#### Dataset extract ####

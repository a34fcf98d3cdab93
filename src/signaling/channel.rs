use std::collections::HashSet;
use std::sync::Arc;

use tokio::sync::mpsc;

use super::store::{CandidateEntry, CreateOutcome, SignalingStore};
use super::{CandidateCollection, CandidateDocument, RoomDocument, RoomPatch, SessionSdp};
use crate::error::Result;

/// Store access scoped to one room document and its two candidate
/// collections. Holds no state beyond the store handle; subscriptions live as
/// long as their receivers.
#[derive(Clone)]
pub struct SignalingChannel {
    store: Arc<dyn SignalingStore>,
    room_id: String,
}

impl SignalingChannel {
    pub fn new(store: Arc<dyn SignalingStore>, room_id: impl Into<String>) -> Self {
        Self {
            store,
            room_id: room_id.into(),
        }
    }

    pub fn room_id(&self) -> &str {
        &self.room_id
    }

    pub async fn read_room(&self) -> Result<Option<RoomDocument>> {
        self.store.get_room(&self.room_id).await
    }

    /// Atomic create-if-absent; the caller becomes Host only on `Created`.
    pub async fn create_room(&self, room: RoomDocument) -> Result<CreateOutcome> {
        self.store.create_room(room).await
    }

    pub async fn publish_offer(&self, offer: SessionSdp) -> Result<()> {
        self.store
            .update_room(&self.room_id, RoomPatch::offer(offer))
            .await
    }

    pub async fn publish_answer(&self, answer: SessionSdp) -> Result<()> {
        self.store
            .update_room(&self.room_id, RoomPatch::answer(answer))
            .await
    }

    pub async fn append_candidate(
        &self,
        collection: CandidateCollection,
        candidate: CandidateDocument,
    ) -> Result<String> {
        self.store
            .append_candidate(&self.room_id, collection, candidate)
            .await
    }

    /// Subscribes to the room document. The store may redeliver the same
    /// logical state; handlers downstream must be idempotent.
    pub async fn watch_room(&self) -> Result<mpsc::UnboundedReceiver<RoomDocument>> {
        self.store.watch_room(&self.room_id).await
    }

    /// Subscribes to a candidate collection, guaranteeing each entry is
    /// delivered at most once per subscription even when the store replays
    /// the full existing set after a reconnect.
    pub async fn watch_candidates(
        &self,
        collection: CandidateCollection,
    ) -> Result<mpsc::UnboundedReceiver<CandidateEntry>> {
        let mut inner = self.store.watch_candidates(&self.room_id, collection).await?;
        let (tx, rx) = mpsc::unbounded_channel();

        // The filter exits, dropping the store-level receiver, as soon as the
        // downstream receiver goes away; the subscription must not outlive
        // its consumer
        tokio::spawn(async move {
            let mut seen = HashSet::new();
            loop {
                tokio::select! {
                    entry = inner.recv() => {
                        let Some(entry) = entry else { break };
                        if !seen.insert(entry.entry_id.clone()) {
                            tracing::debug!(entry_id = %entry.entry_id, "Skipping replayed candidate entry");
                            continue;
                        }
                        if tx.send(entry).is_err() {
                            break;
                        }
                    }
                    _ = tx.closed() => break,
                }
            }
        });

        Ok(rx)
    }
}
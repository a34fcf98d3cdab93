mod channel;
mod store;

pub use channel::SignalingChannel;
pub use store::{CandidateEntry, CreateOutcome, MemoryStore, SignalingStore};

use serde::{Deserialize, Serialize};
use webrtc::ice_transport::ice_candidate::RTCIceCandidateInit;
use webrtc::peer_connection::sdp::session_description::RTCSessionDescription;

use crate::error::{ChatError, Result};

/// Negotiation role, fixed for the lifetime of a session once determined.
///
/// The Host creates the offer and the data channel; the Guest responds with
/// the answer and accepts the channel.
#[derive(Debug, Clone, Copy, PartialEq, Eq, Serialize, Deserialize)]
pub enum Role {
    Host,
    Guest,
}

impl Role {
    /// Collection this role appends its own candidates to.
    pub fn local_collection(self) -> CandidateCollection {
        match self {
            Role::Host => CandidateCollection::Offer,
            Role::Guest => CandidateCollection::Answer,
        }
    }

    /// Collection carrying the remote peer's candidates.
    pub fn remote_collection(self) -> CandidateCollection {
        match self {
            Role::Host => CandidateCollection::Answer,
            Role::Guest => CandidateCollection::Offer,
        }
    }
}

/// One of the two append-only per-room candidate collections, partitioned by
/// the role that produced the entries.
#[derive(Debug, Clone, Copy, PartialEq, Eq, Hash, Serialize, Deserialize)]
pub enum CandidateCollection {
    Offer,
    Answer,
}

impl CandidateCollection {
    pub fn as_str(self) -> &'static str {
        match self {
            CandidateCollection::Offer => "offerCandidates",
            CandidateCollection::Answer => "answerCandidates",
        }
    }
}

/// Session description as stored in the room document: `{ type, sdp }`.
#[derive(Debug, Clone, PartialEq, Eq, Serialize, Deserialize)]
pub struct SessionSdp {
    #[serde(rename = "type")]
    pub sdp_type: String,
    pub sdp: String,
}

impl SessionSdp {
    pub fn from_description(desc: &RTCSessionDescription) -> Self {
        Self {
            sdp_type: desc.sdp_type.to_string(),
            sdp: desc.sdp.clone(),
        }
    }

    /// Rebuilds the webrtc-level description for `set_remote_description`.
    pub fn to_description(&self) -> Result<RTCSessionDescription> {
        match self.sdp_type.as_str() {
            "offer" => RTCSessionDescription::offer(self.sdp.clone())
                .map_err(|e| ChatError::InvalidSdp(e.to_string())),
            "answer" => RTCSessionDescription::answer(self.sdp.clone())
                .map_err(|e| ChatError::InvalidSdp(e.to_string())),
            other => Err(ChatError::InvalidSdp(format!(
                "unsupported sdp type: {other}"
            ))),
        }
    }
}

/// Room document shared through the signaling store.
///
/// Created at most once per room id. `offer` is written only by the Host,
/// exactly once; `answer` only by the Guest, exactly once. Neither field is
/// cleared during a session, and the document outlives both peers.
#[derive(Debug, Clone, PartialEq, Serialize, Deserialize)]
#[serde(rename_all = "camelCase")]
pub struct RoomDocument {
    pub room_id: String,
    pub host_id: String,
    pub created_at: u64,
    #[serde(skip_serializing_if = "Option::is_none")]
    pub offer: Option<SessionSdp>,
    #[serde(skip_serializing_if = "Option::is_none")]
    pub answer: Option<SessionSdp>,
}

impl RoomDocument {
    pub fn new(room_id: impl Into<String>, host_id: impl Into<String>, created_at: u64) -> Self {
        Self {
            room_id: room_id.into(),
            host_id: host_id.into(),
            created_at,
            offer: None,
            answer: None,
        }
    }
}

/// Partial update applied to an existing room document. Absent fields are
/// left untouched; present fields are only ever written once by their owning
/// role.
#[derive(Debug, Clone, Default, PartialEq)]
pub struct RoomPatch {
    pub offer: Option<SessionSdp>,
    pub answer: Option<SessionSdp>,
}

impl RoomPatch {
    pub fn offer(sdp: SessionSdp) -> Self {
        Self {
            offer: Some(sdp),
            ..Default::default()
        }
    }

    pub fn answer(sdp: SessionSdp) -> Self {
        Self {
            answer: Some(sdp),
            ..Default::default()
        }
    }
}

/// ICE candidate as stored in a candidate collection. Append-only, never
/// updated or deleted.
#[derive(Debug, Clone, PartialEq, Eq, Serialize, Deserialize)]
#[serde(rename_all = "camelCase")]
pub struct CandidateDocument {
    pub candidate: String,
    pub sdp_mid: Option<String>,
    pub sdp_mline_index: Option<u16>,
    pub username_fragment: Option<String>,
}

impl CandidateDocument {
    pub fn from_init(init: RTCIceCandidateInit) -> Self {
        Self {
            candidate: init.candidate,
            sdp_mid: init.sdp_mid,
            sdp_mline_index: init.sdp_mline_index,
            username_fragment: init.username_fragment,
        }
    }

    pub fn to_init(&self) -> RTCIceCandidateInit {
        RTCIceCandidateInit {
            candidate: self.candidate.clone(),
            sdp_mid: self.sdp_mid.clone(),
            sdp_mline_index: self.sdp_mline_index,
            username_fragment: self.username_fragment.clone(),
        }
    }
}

####

What to do.
Retype each line above with no alterations.

Task output.
repository a34fcf98d3cdab93
filename src/signaling/channel.rs
use std::collections::HashSet;
use std::sync::Arc;

use tokio::sync::mpsc;

use super::store::{CandidateEntry, CreateOutcome, SignalingStore};
use super::{CandidateCollection, CandidateDocument, RoomDocument, RoomPatch, SessionSdp};
use crate::error::Result;

/// Store access scoped to one room document and its two candidate
/// collections. Holds no state beyond the store handle; subscriptions live as
/// long as their receivers.
#[derive(Clone)]
pub struct SignalingChannel {
    store: Arc<dyn SignalingStore>,
    room_id: String,
}

impl SignalingChannel {
    pub fn new(store: Arc<dyn SignalingStore>, room_id: impl Into<String>) -> Self {
        Self {
            store,
            room_id: room_id.into(),
        }
    }

    pub fn room_id(&self) -> &str {
        &self.room_id
    }

    pub async fn read_room(&self) -> Result<Option<RoomDocument>> {
        self.store.get_room(&self.room_id).await
    }

    /// Atomic create-if-absent; the caller becomes Host only on `Created`.
    pub async fn create_room(&self, room: RoomDocument) -> Result<CreateOutcome> {
        self.store.create_room(room).await
    }

    pub async fn publish_offer(&self, offer: SessionSdp) -> Result<()> {
        self.store
            .update_room(&self.room_id, RoomPatch::offer(offer))
            .await
    }

    pub async fn publish_answer(&self, answer: SessionSdp) -> Result<()> {
        self.store
            .update_room(&self.room_id, RoomPatch::answer(answer))
            .await
    }

    pub async fn append_candidate(
        &self,
        collection: CandidateCollection,
        candidate: CandidateDocument,
    ) -> Result<String> {
        self.store
            .append_candidate(&self.room_id, collection, candidate)
            .await
    }

    /// Subscribes to the room document. The store may redeliver the same
    /// logical state; handlers downstream must be idempotent.
    pub async fn watch_room(&self) -> Result<mpsc::UnboundedReceiver<RoomDocument>> {
        self.store.watch_room(&self.room_id).await
    }

    /// Subscribes to a candidate collection, guaranteeing each entry is
    /// delivered at most once per subscription even when the store replays
    /// the full existing set after a reconnect.
    pub async fn watch_candidates(
        &self,
        collection: CandidateCollection,
    ) -> Result<mpsc::UnboundedReceiver<CandidateEntry>> {
        let mut inner = self.store.watch_candidates(&self.room_id, collection).await?;
        let (tx, rx) = mpsc::unbounded_channel();

        // The filter exits, dropping the store-level receiver, as soon as the
        // downstream receiver goes away; the subscription must not outlive
        // its consumer
        tokio::spawn(async move {
            let mut seen = HashSet::new();
            loop {
                tokio::select! {
                    entry = inner.recv() => {
                        let Some(entry) = entry else { break };
                        if !seen.insert(entry.entry_id.clone()) {
                            tracing::debug!(entry_id = %entry.entry_id, "Skipping replayed candidate entry");
                            continue;
                        }
                        if tx.send(entry).is_err() {
                            break;
                        }
                    }
                    _ = tx.closed() => break,
                }
            }
        });

        Ok(rx)
    }
}
repository a34fcf98d3cdab93
mod channel;
mod store;

pub use channel::SignalingChannel;
pub use store::{CandidateEntry, CreateOutcome, MemoryStore, SignalingStore};

use serde::{Deserialize, Serialize};
use webrtc::ice_transport::ice_candidate::RTCIceCandidateInit;
use webrtc::peer_connection::sdp::session_description::RTCSessionDescription;

use crate::error::{ChatError, Result};

/// Negotiation role, fixed for the lifetime of a session once determined.
///
/// The Host creates the offer and the data channel; the Guest responds with
/// the answer and accepts the channel.
#[derive(Debug, Clone, Copy, PartialEq, Eq, Serialize, Deserialize)]
pub enum Role {
    Host,
    Guest,
}

impl Role {
    /// Collection this role appends its own candidates to.
    pub fn local_collection(self) -> CandidateCollection {
        match self {
            Role::Host => CandidateCollection::Offer,
            Role::Guest => CandidateCollection::Answer,
        }
    }

    /// Collection carrying the remote peer's candidates.
    pub fn remote_collection(self) -> CandidateCollection {
        match self {
            Role::Host => CandidateCollection::Answer,
            Role::Guest => CandidateCollection::Offer,
        }
    }
}

/// One of the two append-only per-room candidate collections, partitioned by
/// the role that produced the entries.
#[derive(Debug, Clone, Copy, PartialEq, Eq, Hash, Serialize, Deserialize)]
pub enum CandidateCollection {
    Offer,
    Answer,
}

impl CandidateCollection {
    pub fn as_str(self) -> &'static str {
        match self {
            CandidateCollection::Offer => "offerCandidates",
            CandidateCollection::Answer => "answerCandidates",
        }
    }
}

/// Session description as stored in the room document: `{ type, sdp }`.
#[derive(Debug, Clone, PartialEq, Eq, Serialize, Deserialize)]
pub struct SessionSdp {
    #[serde(rename = "type")]
    pub sdp_type: String,
    pub sdp: String,
}

impl SessionSdp {
    pub fn from_description(desc: &RTCSessionDescription) -> Self {
        Self {
            sdp_type: desc.sdp_type.to_string(),
            sdp: desc.sdp.clone(),
        }
    }

    /// Rebuilds the webrtc-level description for `set_remote_description`.
    pub fn to_description(&self) -> Result<RTCSessionDescription> {
        match self.sdp_type.as_str() {
            "offer" => RTCSessionDescription::offer(self.sdp.clone())
                .map_err(|e| ChatError::InvalidSdp(e.to_string())),
            "answer" => RTCSessionDescription::answer(self.sdp.clone())
                .map_err(|e| ChatError::InvalidSdp(e.to_string())),
            other => Err(ChatError::InvalidSdp(format!(
                "unsupported sdp type: {other}"
            ))),
        }
    }
}

/// Room document shared through the signaling store.
///
/// Created at most once per room id. `offer` is written only by the Host,
/// exactly once; `answer` only by the Guest, exactly once. Neither field is
/// cleared during a session, and the document outlives both peers.
#[derive(Debug, Clone, PartialEq, Serialize, Deserialize)]
#[serde(rename_all = "camelCase")]
pub struct RoomDocument {
    pub room_id: String,
    pub host_id: String,
    pub created_at: u64,
    #[serde(skip_serializing_if = "Option::is_none")]
    pub offer: Option<SessionSdp>,
    #[serde(skip_serializing_if = "Option::is_none")]
    pub answer: Option<SessionSdp>,
}

impl RoomDocument {
    pub fn new(room_id: impl Into<String>, host_id: impl Into<String>, created_at: u64) -> Self {
        Self {
            room_id: room_id.into(),
            host_id: host_id.into(),
            created_at,
            offer: None,
            answer: None,
        }
    }
}

/// Partial update applied to an existing room document. Absent fields are
/// left untouched; present fields are only ever written once by their owning
/// role.
#[derive(Debug, Clone, Default, PartialEq)]
pub struct RoomPatch {
    pub offer: Option<SessionSdp>,
    pub answer: Option<SessionSdp>,
}

impl RoomPatch {
    pub fn offer(sdp: SessionSdp) -> Self {
        Self {
            offer: Some(sdp),
            ..Default::default()
        }
    }

    pub fn answer(sdp: SessionSdp) -> Self {
        Self {
            answer: Some(sdp),
            ..Default::default()
        }
    }
}

/// ICE candidate as stored in a candidate collection. Append-only, never
/// updated or deleted.
#[derive(Debug, Clone, PartialEq, Eq, Serialize, Deserialize)]
#[serde(rename_all = "camelCase")]
pub struct CandidateDocument {
    pub candidate: String,
    pub sdp_mid: Option<String>,
    pub sdp_mline_index: Option<u16>,
    pub username_fragment: Option<String>,
}

impl CandidateDocument {
    pub fn from_init(init: RTCIceCandidateInit) -> Self {
        Self {
            candidate: init.candidate,
            sdp_mid: init.sdp_mid,
            sdp_mline_index: init.sdp_mline_index,
            username_fragment: init.username_fragment,
        }
    }

    pub fn to_init(&self) -> RTCIceCandidateInit {
        RTCIceCandidateInit {
            candidate: self.candidate.clone(),
            sdp_mid: self.sdp_mid.clone(),
            sdp_mline_index: self.sdp_mline_index,
            username_fragment: self.username_fragment.clone(),
        }
    }
}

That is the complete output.